Palashuddin a déjà utilisé Cdots et Sdots de diverses manières, bien que les deux soient des découvertes relativement récentes. Bien que petits, les points ont une grande surface, qui peut facilement être fonctionnalisée pour adapter les points à différentes applications. Auparavant, l’équipe avait conçu des points qui brillaient de différentes couleurs, en fonction des contaminants rencontrés. Cela signifiait qu’ils pouvaient aider à identifier les contaminants, tels que le plomb, le cobalt et le chrome, dans un échantillon d’eau sans extraire de nouveaux métaux des points eux-mêmes.
En plus d’identifier les contaminants, les Cdots peuvent aider à décomposer les polluants tels que les pesticides et les colorants présents dans l’eau. Dans un projet, Palashuddin et son collaborateur Amaresh Kumar Sahoo, professeur adjoint qui étudie la nanobiotechnologie à l’Institut indien des technologies de l’information, ont formé des Cdots à partir d’épluchures de pommes de terre, puis les ont montés sur des robots microscopiques conçus pour cibler et dégrader les colorants toxiques dans des échantillons simulant de l’eau polluée.
L’équipe a également développé des méthodes pour éliminer entièrement les contaminants de l’eau, plutôt que de simplement les identifier ou les dégrader. Ils ont spécialement conçu des Cdots pour absorber l’huile automobile et explorent actuellement un système de filtrage basé sur Cdot pour aider à traiter les déversements d’hydrocarbures.

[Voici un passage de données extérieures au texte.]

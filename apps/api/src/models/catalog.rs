use serde::{Deserialize, Serialize};
use sqlx::FromRow;

/// Separator used by the `roles.required_skills` text column.
pub const SKILL_SEPARATOR: char = ',';

#[derive(Debug, Clone, PartialEq, Serialize, Deserialize, FromRow)]
pub struct Skill {
    pub name: String,
    pub category: String,
}

/// Row shape of the `roles` table; `required_skills` is comma-joined.
#[derive(Debug, Clone, FromRow)]
pub struct RoleRow {
    pub title: String,
    pub description: String,
    pub avg_salary: i64,
    pub growth_rate: f64,
    pub required_skills: String,
}

#[derive(Debug, Clone, PartialEq, Serialize, Deserialize)]
pub struct Role {
    pub title: String,
    pub description: String,
    pub avg_salary: i64,
    pub growth_rate: f64,
    pub required_skills: Vec<String>,
}

impl From<RoleRow> for Role {
    fn from(row: RoleRow) -> Self {
        Role {
            title: row.title,
            description: row.description,
            avg_salary: row.avg_salary,
            growth_rate: row.growth_rate,
            required_skills: split_required_skills(&row.required_skills),
        }
    }
}

/// Splits a stored skill list. Labels are kept verbatim (no trimming, no case folding).
/// An empty column yields an empty list.
pub fn split_required_skills(raw: &str) -> Vec<String> {
    if raw.is_empty() {
        return Vec::new();
    }
    raw.split(SKILL_SEPARATOR).map(str::to_string).collect()
}

#[derive(Debug, Clone, PartialEq, Serialize, Deserialize, FromRow)]
pub struct SalaryDataPoint {
    pub role: String,
    pub year: i32,
    pub salary: i64,
    pub job_openings: i64,
}

/// `career_map` rows. The table is part of the schema but nothing writes to it yet.
#[allow(dead_code)]
#[derive(Debug, Clone, Serialize, Deserialize, FromRow)]
pub struct CareerTransition {
    pub from_role: String,
    pub to_role: String,
    /// Months.
    pub transition_time: i64,
    pub difficulty: String,
}
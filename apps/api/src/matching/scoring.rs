use std::collections::HashSet;

/// Interest fit used for every role until interest matching exists.
pub const INTEREST_MATCH_PLACEHOLDER: f64 = 0.5;

#[derive(Debug, Clone)]
pub struct ScoringWeights {
    pub skill: f64,
    pub interest: f64,
}

impl Default for ScoringWeights {
    fn default() -> Self {
        Self {
            skill: 0.7,
            interest: 0.3,
        }
    }
}

/// Fraction of `required` covered by `user_skills`. Exact, case-sensitive labels.
///
/// The numerator counts distinct shared labels, the denominator counts the
/// listed requirements. Returns `None` for an empty requirement list.
pub fn compute_skill_match(user_skills: &HashSet<&str>, required: &[String]) -> Option<f64> {
    if required.is_empty() {
        return None;
    }
    let role_skills: HashSet<&str> = required.iter().map(String::as_str).collect();
    let shared = user_skills.intersection(&role_skills).count();
    Some(shared as f64 / required.len() as f64)
}

/// Interests are accepted but do not influence the score yet.
pub fn compute_interest_match(_interests: &[String]) -> f64 {
    INTEREST_MATCH_PLACEHOLDER
}

/// Weighted blend: skill * 0.7 + interest * 0.3 with default weights.
pub fn compute_overall_match(skill_match: f64, interest_match: f64, weights: &ScoringWeights) -> f64 {
    skill_match * weights.skill + interest_match * weights.interest
}

/// Percentage rounded to one decimal place.
pub fn to_match_score(overall_match: f64) -> f64 {
    round_to_tenth(overall_match * 100.0)
}

/// Rounds the exact decimal value of `value`; ties go to the even digit.
fn round_to_tenth(value: f64) -> f64 {
    format!("{value:.1}").parse().unwrap_or(value)
}
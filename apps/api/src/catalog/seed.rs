//! Sample catalog data and the idempotent seeding routine.
//!
//! Every insert is `INSERT OR IGNORE` against a UNIQUE key, so seeding an
//! already-populated database only fills in what is missing. Salary jitter is
//! drawn before any database work so the generator never crosses an `.await`.

use std::ops::RangeInclusive;

use anyhow::Result;
use rand::Rng;
use sqlx::SqlitePool;
use tracing::info;

use crate::models::catalog::SalaryDataPoint;

pub struct RoleSeed {
    pub title: &'static str,
    pub description: &'static str,
    pub avg_salary: i64,
    pub growth_rate: f64,
    pub required_skills: &'static str,
}

pub const SAMPLE_SKILLS: &[(&str, &str)] = &[
    ("Python", "Programming"),
    ("JavaScript", "Programming"),
    ("React", "Frontend"),
    ("Node.js", "Backend"),
    ("SQL", "Database"),
    ("Machine Learning", "AI/ML"),
    ("Data Analysis", "Analytics"),
    ("Project Management", "Management"),
    ("Communication", "Soft Skills"),
    ("Leadership", "Soft Skills"),
];

pub const SAMPLE_ROLES: &[RoleSeed] = &[
    RoleSeed {
        title: "Frontend Developer",
        description: "Build user interfaces and web applications",
        avg_salary: 75_000,
        growth_rate: 15.2,
        required_skills: "JavaScript,React,HTML,CSS",
    },
    RoleSeed {
        title: "Backend Developer",
        description: "Develop server-side applications and APIs",
        avg_salary: 85_000,
        growth_rate: 12.8,
        required_skills: "Python,Node.js,SQL,API Development",
    },
    RoleSeed {
        title: "Full Stack Developer",
        description: "Work on both frontend and backend development",
        avg_salary: 90_000,
        growth_rate: 18.5,
        required_skills: "JavaScript,Python,React,Node.js,SQL",
    },
    RoleSeed {
        title: "Data Scientist",
        description: "Analyze data and build predictive models",
        avg_salary: 110_000,
        growth_rate: 22.3,
        required_skills: "Python,Machine Learning,Data Analysis,SQL",
    },
    RoleSeed {
        title: "Product Manager",
        description: "Manage product development and strategy",
        avg_salary: 120_000,
        growth_rate: 14.7,
        required_skills: "Project Management,Communication,Leadership,Data Analysis",
    },
    RoleSeed {
        title: "DevOps Engineer",
        description: "Manage infrastructure and deployment pipelines",
        avg_salary: 95_000,
        growth_rate: 20.1,
        required_skills: "Python,Linux,Docker,AWS,CI/CD",
    },
    RoleSeed {
        title: "UI/UX Designer",
        description: "Design user interfaces and experiences",
        avg_salary: 70_000,
        growth_rate: 13.4,
        required_skills: "Design,Figma,User Research,Prototyping",
    },
    RoleSeed {
        title: "Software Architect",
        description: "Design software systems and architecture",
        avg_salary: 140_000,
        growth_rate: 8.9,
        required_skills: "System Design,Leadership,Multiple Programming Languages",
    },
];

/// (role, base salary, base job openings) for the roles that get a trend series.
pub const SALARY_BASELINES: &[(&str, i64, i64)] = &[
    ("Frontend Developer", 65_000, 1_200),
    ("Backend Developer", 75_000, 1_000),
    ("Data Scientist", 95_000, 800),
    ("Product Manager", 105_000, 600),
];

pub const SERIES_YEARS: i32 = 5;
const SALARY_STEP: i64 = 5_000;
const OPENINGS_STEP: i64 = 100;
const SALARY_JITTER: RangeInclusive<i64> = -3_000..=3_000;
const OPENINGS_JITTER: RangeInclusive<i64> = -50..=150;

#[derive(Debug, Default, Clone, PartialEq)]
pub struct SeedReport {
    pub skills_inserted: u64,
    pub roles_inserted: u64,
    pub salary_points_inserted: u64,
}

/// Builds the yearly series for every baseline role: a five-year window ending
/// at `current_year`, with a linear trend plus uniform jitter.
pub fn generate_salary_series<R: Rng + ?Sized>(current_year: i32, rng: &mut R) -> Vec<SalaryDataPoint> {
    let mut points = Vec::with_capacity(SALARY_BASELINES.len() * SERIES_YEARS as usize);
    for (role, base_salary, base_openings) in SALARY_BASELINES {
        for i in 0..SERIES_YEARS {
            let step = i64::from(i);
            points.push(SalaryDataPoint {
                role: role.to_string(),
                year: current_year - (SERIES_YEARS - 1) + i,
                salary: base_salary + step * SALARY_STEP + rng.random_range(SALARY_JITTER),
                job_openings: base_openings + step * OPENINGS_STEP + rng.random_range(OPENINGS_JITTER),
            });
        }
    }
    points
}

/// Inserts the sample skills and roles plus `series` in one transaction.
pub async fn seed_catalog(pool: &SqlitePool, series: &[SalaryDataPoint]) -> Result<SeedReport> {
    let mut report = SeedReport::default();
    let mut tx = pool.begin().await?;

    for (name, category) in SAMPLE_SKILLS {
        report.skills_inserted += sqlx::query("INSERT OR IGNORE INTO skills (name, category) VALUES (?, ?)")
            .bind(*name)
            .bind(*category)
            .execute(&mut *tx)
            .await?
            .rows_affected();
    }

    for role in SAMPLE_ROLES {
        report.roles_inserted += sqlx::query(
            r#"
            INSERT OR IGNORE INTO roles (title, description, avg_salary, growth_rate, required_skills)
            VALUES (?, ?, ?, ?, ?)
            "#,
        )
        .bind(role.title)
        .bind(role.description)
        .bind(role.avg_salary)
        .bind(role.growth_rate)
        .bind(role.required_skills)
        .execute(&mut *tx)
        .await?
        .rows_affected();
    }

    for point in series {
        report.salary_points_inserted += sqlx::query(
            "INSERT OR IGNORE INTO salary_data (role, year, salary, job_openings) VALUES (?, ?, ?, ?)",
        )
        .bind(&point.role)
        .bind(point.year)
        .bind(point.salary)
        .bind(point.job_openings)
        .execute(&mut *tx)
        .await?
        .rows_affected();
    }

    tx.commit().await?;

    info!(
        "Catalog seeded: {} skills, {} roles, {} salary points inserted",
        report.skills_inserted, report.roles_inserted, report.salary_points_inserted
    );
    Ok(report)
}
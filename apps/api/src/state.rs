use std::sync::Arc;

use crate::catalog::CatalogStore;
use crate::charts::TrendChartBuilder;
use crate::matching::RoleMatcher;

/// Shared application state injected into all route handlers via Axum extractors.
#[derive(Clone)]
pub struct AppState {
    /// Read-only after seeding.
    pub catalog: Arc<dyn CatalogStore>,
    pub matcher: RoleMatcher,
    pub charts: TrendChartBuilder,
}

impl AppState {
    /// Wires the matcher and chart builder to one shared catalog handle.
    pub fn new(catalog: Arc<dyn CatalogStore>) -> Self {
        Self {
            matcher: RoleMatcher::new(catalog.clone()),
            charts: TrendChartBuilder::new(catalog.clone()),
            catalog,
        }
    }
}
// Role matching: skill-overlap scoring and the /analyze endpoint.

pub mod handlers;
pub mod matcher;
pub mod scoring;

pub use matcher::RoleMatcher;
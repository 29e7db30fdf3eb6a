use utoipa::OpenApi;

#[derive(OpenApi)]
#[openapi(
    info(
        title = "Idea Relay",
        version = "0.1.0",
        description = "Creativity-support backend. Turns a stage tag plus the idea history into a chat-completion prompt and returns the model's text."
    ),
    servers(
        (url = "http://localhost:8000", description = "Local dev")
    ),
    tags(
        (name = "health", description = "Liveness"),
        (name = "prompts", description = "Stage prompts: B decompose, C diagnose, D reframe, E suggest")
    ),
    // Handlers (paths)
    paths(
        crate::routes::health::root,
        crate::routes::prompt::prompt_llm,
    ),
    // Schemas used in requests/responses
    components(
        schemas(
            crate::models::prompt::PromptRequest,
            crate::models::prompt::PromptResponse,
            crate::models::common::StatusMessage,
            crate::models::common::ErrorMessage
        )
    )
)]
pub struct ApiDoc;
// src/models/common.rs
use serde::{Deserialize, Serialize};
use utoipa::ToSchema;

#[derive(Debug, Clone, Serialize, Deserialize, ToSchema)]
pub struct StatusMessage {
    pub message: String,
}

#[derive(Debug, Clone, Serialize, Deserialize, ToSchema)]
pub struct ErrorMessage {
    pub error: String,
}

impl ErrorMessage {
    pub fn new(error: impl Into<String>) -> Self {
        Self {
            error: error.into(),
        }
    }
}
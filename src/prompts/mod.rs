//! Prompt construction for the four ideation stages.
//!
//! Each builder is a pure function from the problem text and the caller's
//! idea history to a two-message conversation (developer instruction, then
//! user context). Nothing here talks to the network.

use std::fmt;
use std::str::FromStr;

pub mod render;
mod templates;

pub use templates::{decompose_problem, diagnose_problem, reframe_problem, suggest_solution};

/// Ideation stage, addressed on the wire by its window letter.
#[derive(Debug, Clone, Copy, PartialEq, Eq, Hash)]
pub enum Stage {
    /// "B": list the problems hidden in the description
    Decompose,
    /// "C": explain why the problems are hard
    Diagnose,
    /// "D": look at the problem from a new angle
    Reframe,
    /// "E": propose a solution
    Suggest,
}

impl Stage {
    pub fn window_id(self) -> &'static str {
        match self {
            Stage::Decompose => "B",
            Stage::Diagnose => "C",
            Stage::Reframe => "D",
            Stage::Suggest => "E",
        }
    }
}

impl fmt::Display for Stage {
    fn fmt(&self, f: &mut fmt::Formatter<'_>) -> fmt::Result {
        f.write_str(self.window_id())
    }
}

#[derive(Debug, Clone, PartialEq, Eq)]
pub struct UnknownStage(pub String);

impl FromStr for Stage {
    type Err = UnknownStage;

    fn from_str(s: &str) -> Result<Self, Self::Err> {
        match s {
            "B" => Ok(Stage::Decompose),
            "C" => Ok(Stage::Diagnose),
            "D" => Ok(Stage::Reframe),
            "E" => Ok(Stage::Suggest),
            other => Err(UnknownStage(other.to_string())),
        }
    }
}

#[cfg(test)]
mod tests {
    use super::*;

    const ALL: [Stage; 4] = [
        Stage::Decompose,
        Stage::Diagnose,
        Stage::Reframe,
        Stage::Suggest,
    ];

    #[test]
    fn window_ids_round_trip() {
        for stage in ALL {
            assert_eq!(stage.window_id().parse::<Stage>(), Ok(stage));
        }
    }

    #[test]
    fn unknown_tags_are_rejected() {
        assert_eq!("A".parse::<Stage>(), Err(UnknownStage("A".to_string())));
        assert!("".parse::<Stage>().is_err());
        assert!(" B".parse::<Stage>().is_err());
    }
}
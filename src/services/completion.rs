use async_trait::async_trait;
use reqwest::{RequestBuilder, StatusCode};
use thiserror::Error;
use tracing::info;

use crate::models::chat::{ChatCompletionResponse, ChatMessage};

#[derive(Debug, Clone)]
pub struct CompletionRequest {
    pub model: String,
    pub messages: Vec<ChatMessage>,
    pub temperature: f64,
    pub max_tokens: Option<u32>,
}

#[derive(Debug, Clone)]
pub struct Completion {
    /// All message contents joined by a blank line, as sent
    pub input: String,
    /// Text of the first choice
    pub output: String,
    pub raw: ChatCompletionResponse,
}

#[derive(Debug, Error)]
pub enum CompletionError {
    #[error("request error: {0}")]
    Request(#[from] reqwest::Error),
    #[error("provider status {status}: {body}")]
    Status { status: StatusCode, body: String },
    #[error("json error: {0}")]
    Decode(String),
    #[error("provider returned no choices")]
    EmptyChoices,
    #[error("invalid provider url: {0}")]
    InvalidUrl(#[from] url::ParseError),
}

/// Sends one chat completion and returns the text of the first choice.
#[async_trait]
pub trait ChatCompletion: Send + Sync {
    async fn complete(&self, request: CompletionRequest) -> Result<Completion, CompletionError>;
}

pub fn joined_input(messages: &[ChatMessage]) -> String {
    messages
        .iter()
        .map(|m| m.content.as_str())
        .collect::<Vec<_>>()
        .join("\n\n")
}

/// Sends a prepared provider request and extracts the first choice.
pub(crate) async fn execute(
    provider: &'static str,
    request: &CompletionRequest,
    req: RequestBuilder,
) -> Result<Completion, CompletionError> {
    let started = std::time::Instant::now();
    let res = req.send().await?;

    if !res.status().is_success() {
        let status = res.status();
        let body = res
            .text()
            .await
            .unwrap_or_else(|_| "<body unavailable>".to_string());
        return Err(CompletionError::Status { status, body });
    }

    let bytes = res.bytes().await?;
    let raw: ChatCompletionResponse =
        serde_json::from_slice(&bytes).map_err(|e| CompletionError::Decode(e.to_string()))?;

    let output = raw
        .choices
        .first()
        .ok_or(CompletionError::EmptyChoices)?
        .message
        .content
        .clone()
        .unwrap_or_default();

    info!(
        provider,
        model = %request.model,
        elapsed_ms = started.elapsed().as_millis() as u64,
        "chat completion finished"
    );

    Ok(Completion {
        input: joined_input(&request.messages),
        output,
        raw,
    })
}

#[cfg(test)]
mod tests {
    use super::*;

    #[test]
    fn input_is_joined_with_blank_lines() {
        let messages = vec![ChatMessage::developer("a"), ChatMessage::user("b\nc")];
        assert_eq!(joined_input(&messages), "a\n\nb\nc");
    }
}
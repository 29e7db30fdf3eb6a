use std::env;
use std::str::FromStr;

use dotenvy::dotenv;
use thiserror::Error;
use url::Url;

pub const DEFAULT_MODEL: &str = "gpt-4o-2024-08-06";
pub const DEFAULT_TEMPERATURE: f64 = 0.8;

const OPENAI_BASE_URL: &str = "https://api.openai.com/v1/";
const AALTO_BASE_URL: &str = "https://aalto-openai-apigw.azure-api.net";

#[derive(Debug, Clone)]
pub struct Config {
    /// HTTP bind host (e.g., 0.0.0.0)
    pub app_host: String,
    /// HTTP bind port (e.g., 8000)
    pub app_port: u16,

    /// Which chat-completion provider to call, with its credential
    pub provider: ProviderConfig,

    /// Model identifier; the gateway derives its request path from it
    pub model: String,
    pub temperature: f64,
    /// Output token budget; defaults depend on the provider
    pub max_tokens: u32,
}

#[derive(Debug, Clone)]
pub enum ProviderConfig {
    /// OpenAI API, bearer-authenticated
    OpenAi { base_url: Url, api_key: String },
    /// Aalto Azure OpenAI gateway, subscription-key authenticated
    Gateway {
        base_url: Url,
        subscription_key: String,
    },
}

impl ProviderConfig {
    pub fn name(&self) -> &'static str {
        match self {
            ProviderConfig::OpenAi { .. } => "openai",
            ProviderConfig::Gateway { .. } => "aalto",
        }
    }

    fn default_max_tokens(&self) -> u32 {
        match self {
            ProviderConfig::OpenAi { .. } => 35,
            ProviderConfig::Gateway { .. } => 40,
        }
    }
}

#[derive(Debug, Error)]
pub enum ConfigError {
    #[error("Missing required environment variable: {0}")]
    MissingVar(&'static str),
    #[error("Invalid URL for {name}: {value}")]
    InvalidUrl { name: &'static str, value: String },
    #[error("Invalid number for {name}: {value}")]
    InvalidNumber { name: &'static str, value: String },
    #[error("General error: {0}")]
    Other(String),
}

impl Config {
    pub fn from_env() -> Result<Self, ConfigError> {
        // Load .env if present
        let _ = dotenv();
        Self::from_source(|key| env::var(key).ok())
    }

    /// Builds the configuration from an arbitrary key lookup.
    pub fn from_source<F>(lookup: F) -> Result<Self, ConfigError>
    where
        F: Fn(&str) -> Option<String>,
    {
        let app_host = env_or_default(&lookup, "APP_HOST", "0.0.0.0");
        let app_port = parse_or_default::<u16, _>(&lookup, "APP_PORT", 8000)?;

        let provider = provider_from_source(&lookup)?;

        let model = env_or_default(&lookup, "LLM_MODEL", DEFAULT_MODEL);
        let temperature = parse_or_default(&lookup, "LLM_TEMPERATURE", DEFAULT_TEMPERATURE)?;
        let max_tokens = parse_or_default(&lookup, "LLM_MAX_TOKENS", provider.default_max_tokens())?;

        Ok(Self {
            app_host,
            app_port,
            provider,
            model,
            temperature,
            max_tokens,
        })
    }
}

/* --------------------------- helpers --------------------------- */

fn provider_from_source<F>(lookup: &F) -> Result<ProviderConfig, ConfigError>
where
    F: Fn(&str) -> Option<String>,
{
    let selected = match non_empty(lookup, "LLM_PROVIDER") {
        Some(name) => name.to_lowercase(),
        None if non_empty(lookup, "OPENAI_API_KEY").is_some() => "openai".to_string(),
        None if non_empty(lookup, "AALTO_OPENAI_API_KEY").is_some() => "aalto".to_string(),
        // Neither credential is set; report the direct provider's key
        None => return Err(ConfigError::MissingVar("OPENAI_API_KEY")),
    };

    match selected.as_str() {
        "openai" => Ok(ProviderConfig::OpenAi {
            base_url: parse_url_or_default(lookup, "OPENAI_BASE_URL", OPENAI_BASE_URL)?,
            api_key: required(lookup, "OPENAI_API_KEY")?,
        }),
        "aalto" | "gateway" => Ok(ProviderConfig::Gateway {
            base_url: parse_url_or_default(lookup, "AALTO_OPENAI_BASE_URL", AALTO_BASE_URL)?,
            subscription_key: required(lookup, "AALTO_OPENAI_API_KEY")?,
        }),
        other => Err(ConfigError::Other(format!(
            "Unknown LLM_PROVIDER: {other} (expected 'openai' or 'aalto')"
        ))),
    }
}

fn non_empty<F>(lookup: &F, key: &str) -> Option<String>
where
    F: Fn(&str) -> Option<String>,
{
    lookup(key).filter(|v| !v.trim().is_empty())
}

fn required<F>(lookup: &F, key: &'static str) -> Result<String, ConfigError>
where
    F: Fn(&str) -> Option<String>,
{
    non_empty(lookup, key).ok_or(ConfigError::MissingVar(key))
}

fn env_or_default<F>(lookup: &F, key: &'static str, default: &'static str) -> String
where
    F: Fn(&str) -> Option<String>,
{
    lookup(key).unwrap_or_else(|| default.to_string())
}

fn parse_or_default<T: FromStr, F>(lookup: &F, key: &'static str, default: T) -> Result<T, ConfigError>
where
    F: Fn(&str) -> Option<String>,
{
    match lookup(key) {
        Some(v) => v.parse::<T>().map_err(|_| ConfigError::InvalidNumber {
            name: key,
            value: v,
        }),
        None => Ok(default),
    }
}

fn parse_url_or_default<F>(
    lookup: &F,
    key: &'static str,
    default: &'static str,
) -> Result<Url, ConfigError>
where
    F: Fn(&str) -> Option<String>,
{
    let raw = env_or_default(lookup, key, default);
    Url::parse(&raw).map_err(|_| ConfigError::InvalidUrl {
        name: key,
        value: raw,
    })
}
use std::sync::Arc;

use crate::config::{Config, ProviderConfig};

pub mod completion;
pub mod gateway;
pub mod openai;

pub use completion::{ChatCompletion, CompletionError, CompletionRequest};
pub use gateway::GatewayClient;
pub use openai::OpenAiClient;

/// Picks the completion backend named by the configuration.
pub fn build_completion(cfg: &Config, http: reqwest::Client) -> Arc<dyn ChatCompletion> {
    match &cfg.provider {
        ProviderConfig::OpenAi { base_url, api_key } => {
            Arc::new(OpenAiClient::new(http, base_url.clone(), api_key.clone()))
        }
        ProviderConfig::Gateway {
            base_url,
            subscription_key,
        } => Arc::new(GatewayClient::new(
            http,
            base_url.clone(),
            subscription_key.clone(),
        )),
    }
}


#[cfg(test)]
mod tests {
    use super::*;

    #[test]
    fn provider_config_selects_client() {
        let cfg = Config::from_source(|key| match key {
            "AALTO_OPENAI_API_KEY" => Some("sub".to_string()),
            _ => None,
        })
        .unwrap();
        // Only checks that construction succeeds for the gateway branch
        let _client = build_completion(&cfg, reqwest::Client::new());
        assert_eq!(cfg.provider.name(), "aalto");
    }
}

Les chercheurs envisagent ensuite de mettre en pratique leurs résultats de laboratoire sur le terrain, éventuellement dans le cadre d’un projet axé sur la rivière Yamuna. Cette rivière traverse directement New Delhi et est notoirement contaminée, en particulier dans les zones les plus peuplées. Palashuddin espère utiliser les points non métalliques de son équipe pour identifier et séparer les différents polluants présents dans la rivière, notamment les pesticides, les tensioactifs, les ions métalliques, les antibiotiques et les colorants. Idéalement, les points seront fonctionnalisés pour capturer autant de ces différents contaminants que possible sur leurs surfaces, afin de pouvoir ensuite les éliminer facilement.
Cependant, les utilisations potentielles des points non métalliques ne se limitent pas au traitement de l’eau. Palashuddin et ses collègues étudient actuellement des utilisations qui pourraient s’aligner plus étroitement sur les points traditionnels à base de métal, mais sans les problèmes de toxicité. À titre d’exemple, certains points quantiques électroluminescents développés par l’équipe pourraient être inclus dans des encres invisibles pour aider à prévenir la contrefaçon, ou incorporés dans des dispositifs électroluminescents, notamment des écrans de télévision.
L’équipe espère que leurs travaux pourront contribuer à élargir les utilisations des points quantiques non métalliques et à mettre leurs propriétés uniques à profit dans l’environnement.